Permintaan terus mengalir. Budi sempat mendapat pesanan besar dari kafe di Desa Kemiren, Kecamatan Glagah. Dari sana, ia memberdayakan belasan warga sekitar untuk membantu produksi anyaman atap berbahan ilalang.
Ilalang, yang mudah ditemukan di lahan kosong, menjadi bahan baku utama. Namun, produksi sempat terkendala saat musim kemarau, ketika tanaman ini sulit ditemukan. Untuk mengatasi masalah tersebut, Budi kini menyetok ilalang selama musim penghujan.
Tak sanggup untuk mencari sendiri, ia mengajak warga untuk mencari rumput di tempat-tempat ilalang tumbuh.
"Sekarang ilalang banyak ditemukan di lahan kosong daerah-daerah perumahan. Kami beli dari pencari rumput. Harganya Rp 5 ribu per ikat," ujar Budi.

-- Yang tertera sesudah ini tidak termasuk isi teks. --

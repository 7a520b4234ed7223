//! Host/service resolution and address classification.
//!
//! Resolution runs on the caller thread, never on the reactor: the reactor
//! only ever sees already-resolved `SocketAddr`s.

use crate::error::SockError;

use std::net::{IpAddr, Ipv4Addr, Ipv6Addr, SocketAddr, SocketAddrV6, ToSocketAddrs};

/// Address family of a socket, fixed at creation.
#[derive(Debug, Clone, Copy, PartialEq, Eq, Hash)]
pub enum Family {
  /// Resolve both IPv4 and IPv6 candidates; first match wins.
  Unspec,
  Ipv4,
  Ipv6,
}

impl Family {
  pub(crate) fn matches(&self, addr: &SocketAddr) -> bool {
    match self {
      Family::Unspec => true,
      Family::Ipv4 => addr.is_ipv4(),
      Family::Ipv6 => addr.is_ipv6(),
    }
  }

  pub(crate) fn wildcard_ip(&self) -> IpAddr {
    match self {
      Family::Ipv6 => IpAddr::V6(Ipv6Addr::UNSPECIFIED),
      _ => IpAddr::V4(Ipv4Addr::UNSPECIFIED),
    }
  }
}

/// A host/port pair before resolution. IPv6 endpoints may carry flowinfo and
/// scope_id (the 4-tuple form).
#[derive(Debug, Clone, PartialEq, Eq)]
pub struct Endpoint {
  pub host: String,
  pub port: u16,
  pub flowinfo: u32,
  pub scope_id: u32,
}

impl Endpoint {
  fn new(host: impl Into<String>, port: u16) -> Self {
    Self {
      host: host.into(),
      port,
      flowinfo: 0,
      scope_id: 0,
    }
  }
}

impl std::fmt::Display for Endpoint {
  fn fmt(&self, f: &mut std::fmt::Formatter<'_>) -> std::fmt::Result {
    write!(f, "{}:{}", self.host, self.port)
  }
}

/// Conversion of the POSIX address-tuple forms into an [`Endpoint`].
/// 2-tuple `(host, port)` for IPv4/IPv6, 4-tuple `(host, port, flowinfo,
/// scope_id)` for IPv6.
pub trait ToEndpoint {
  fn to_endpoint(&self) -> Result<Endpoint, SockError>;
}

impl ToEndpoint for Endpoint {
  fn to_endpoint(&self) -> Result<Endpoint, SockError> {
    Ok(self.clone())
  }
}

impl ToEndpoint for (&str, u16) {
  fn to_endpoint(&self) -> Result<Endpoint, SockError> {
    Ok(Endpoint::new(self.0.trim(), self.1))
  }
}

impl ToEndpoint for (String, u16) {
  fn to_endpoint(&self) -> Result<Endpoint, SockError> {
    Ok(Endpoint::new(self.0.trim(), self.1))
  }
}

impl ToEndpoint for (IpAddr, u16) {
  fn to_endpoint(&self) -> Result<Endpoint, SockError> {
    Ok(Endpoint::new(self.0.to_string(), self.1))
  }
}

impl ToEndpoint for (&str, u16, u32, u32) {
  fn to_endpoint(&self) -> Result<Endpoint, SockError> {
    let mut ep = Endpoint::new(self.0.trim(), self.1);
    ep.flowinfo = self.2;
    ep.scope_id = self.3;
    Ok(ep)
  }
}

impl ToEndpoint for SocketAddr {
  fn to_endpoint(&self) -> Result<Endpoint, SockError> {
    let mut ep = Endpoint::new(self.ip().to_string(), self.port());
    if let SocketAddr::V6(v6) = self {
      ep.flowinfo = v6.flowinfo();
      ep.scope_id = v6.scope_id();
    }
    Ok(ep)
  }
}

/// Returns true if `host` parses as an IPv4 literal.
pub fn is_ipv4_address(host: &str) -> bool {
  host.parse::<Ipv4Addr>().is_ok()
}

/// Returns true if `host` parses as an IPv6 literal.
pub fn is_ipv6_address(host: &str) -> bool {
  host.parse::<Ipv6Addr>().is_ok()
}

/// Returns true if `host` parses as any IP literal.
pub fn is_ip_address(host: &str) -> bool {
  host.parse::<IpAddr>().is_ok()
}

/// Resolves `endpoint` to concrete transport addresses for `family`.
///
/// An empty host maps to the family wildcard when `passive` (bind) or to
/// loopback otherwise. With `numeric_only`, the host must already be an IP
/// literal; anything that would require a DNS lookup fails
/// [`SockError::NameResolution`].
pub fn resolve(
  endpoint: &Endpoint,
  family: Family,
  passive: bool,
  numeric_only: bool,
) -> Result<Vec<SocketAddr>, SockError> {
  let host = endpoint.host.as_str();

  if host.is_empty() {
    let ip = if passive {
      family.wildcard_ip()
    } else {
      match family {
        Family::Ipv6 => IpAddr::V6(Ipv6Addr::LOCALHOST),
        _ => IpAddr::V4(Ipv4Addr::LOCALHOST),
      }
    };
    return Ok(vec![make_addr(ip, endpoint)]);
  }

  if let Ok(ip) = host.parse::<IpAddr>() {
    let addr = make_addr(ip, endpoint);
    if !family.matches(&addr) {
      return Err(SockError::InvalidAddress(format!(
        "literal {} does not match socket family {:?}",
        host, family
      )));
    }
    return Ok(vec![addr]);
  }

  if numeric_only {
    return Err(SockError::NameResolution(format!(
      "numeric host required, got name: {}",
      host
    )));
  }

  tracing::trace!(host, port = endpoint.port, ?family, "resolving host name");
  let candidates = (host, endpoint.port)
    .to_socket_addrs()
    .map_err(|e| SockError::NameResolution(format!("{}: {}", host, e)))?;

  let addrs: Vec<SocketAddr> = candidates.filter(|a| family.matches(a)).collect();
  if addrs.is_empty() {
    return Err(SockError::NameResolution(format!(
      "no {:?} address found for {}",
      family, host
    )));
  }
  Ok(addrs)
}

/// Resolves and returns the first candidate. Most socket operations want
/// exactly one address; multi-candidate iteration lives in
/// `create_connection`.
pub(crate) fn resolve_one(
  endpoint: &Endpoint,
  family: Family,
  passive: bool,
) -> Result<SocketAddr, SockError> {
  let addrs = resolve(endpoint, family, passive, false)?;
  Ok(addrs[0])
}

fn make_addr(ip: IpAddr, endpoint: &Endpoint) -> SocketAddr {
  match ip {
    IpAddr::V4(v4) => SocketAddr::new(IpAddr::V4(v4), endpoint.port),
    IpAddr::V6(v6) => {
      SocketAddr::V6(SocketAddrV6::new(v6, endpoint.port, endpoint.flowinfo, endpoint.scope_id))
    }
  }
}

#[cfg(test)]
mod tests {
  use super::*;

  #[test]
  fn empty_host_binds_to_wildcard() {
    let ep = ("", 7000).to_endpoint().unwrap();
    let addrs = resolve(&ep, Family::Ipv4, true, false).unwrap();
    assert_eq!(addrs, vec!["0.0.0.0:7000".parse().unwrap()]);
    let addrs = resolve(&ep, Family::Ipv6, true, false).unwrap();
    assert_eq!(addrs, vec!["[::]:7000".parse().unwrap()]);
  }

  #[test]
  fn empty_host_connects_to_loopback() {
    let ep = ("", 7000).to_endpoint().unwrap();
    let addrs = resolve(&ep, Family::Ipv4, false, false).unwrap();
    assert_eq!(addrs, vec!["127.0.0.1:7000".parse().unwrap()]);
  }

  #[test]
  fn family_mismatch_is_rejected() {
    let ep = ("::1", 80).to_endpoint().unwrap();
    let err = resolve(&ep, Family::Ipv4, false, false).unwrap_err();
    assert!(matches!(err, SockError::InvalidAddress(_)));
  }

  #[test]
  fn numeric_only_rejects_names() {
    let ep = ("localhost", 80).to_endpoint().unwrap();
    let err = resolve(&ep, Family::Unspec, false, true).unwrap_err();
    assert!(matches!(err, SockError::NameResolution(_)));
  }

  #[test]
  fn four_tuple_carries_scope() {
    let ep = ("fe80::1", 80, 0, 3).to_endpoint().unwrap();
    let addrs = resolve(&ep, Family::Ipv6, false, false).unwrap();
    match addrs[0] {
      SocketAddr::V6(v6) => assert_eq!(v6.scope_id(), 3),
      _ => panic!("expected v6"),
    }
  }

  #[test]
  fn literal_classifiers() {
    assert!(is_ipv4_address("10.0.0.1"));
    assert!(!is_ipv4_address("10.0.0"));
    assert!(is_ipv6_address("::1"));
    assert!(is_ip_address("::1"));
    assert!(!is_ip_address("example.org"));
  }
}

Budi menjual anyaman atap ilalang buatannya yang berukuran sekitar 2,5 meter x 1,5 meter seharga Rp 15 ribu per lembar. Harga bisa lebih murah apabila pembeli memesan dalam jumlah banyak.
Selain untuk pasar lokal, karyanya mulai diminati oleh pengusaha di luar kota, seperti Surabaya dan Bali. Bahkan, ada permintaan untuk dikirim ke luar negeri, namun Budi belum mampu memenuhinya karena keterbatasan bahan baku.
“Bahan baku terbatas, sehingga saat ini masih di lingkup pasar lokal,” tegasnya.
Dari bisnis ini, Budi berhasil memberdayakan masyarakat setempat. Sekitar 15 orang ia pekerjakan untuk membantu produksi pembuatan anyaman dari bahan dasar ilalang ini.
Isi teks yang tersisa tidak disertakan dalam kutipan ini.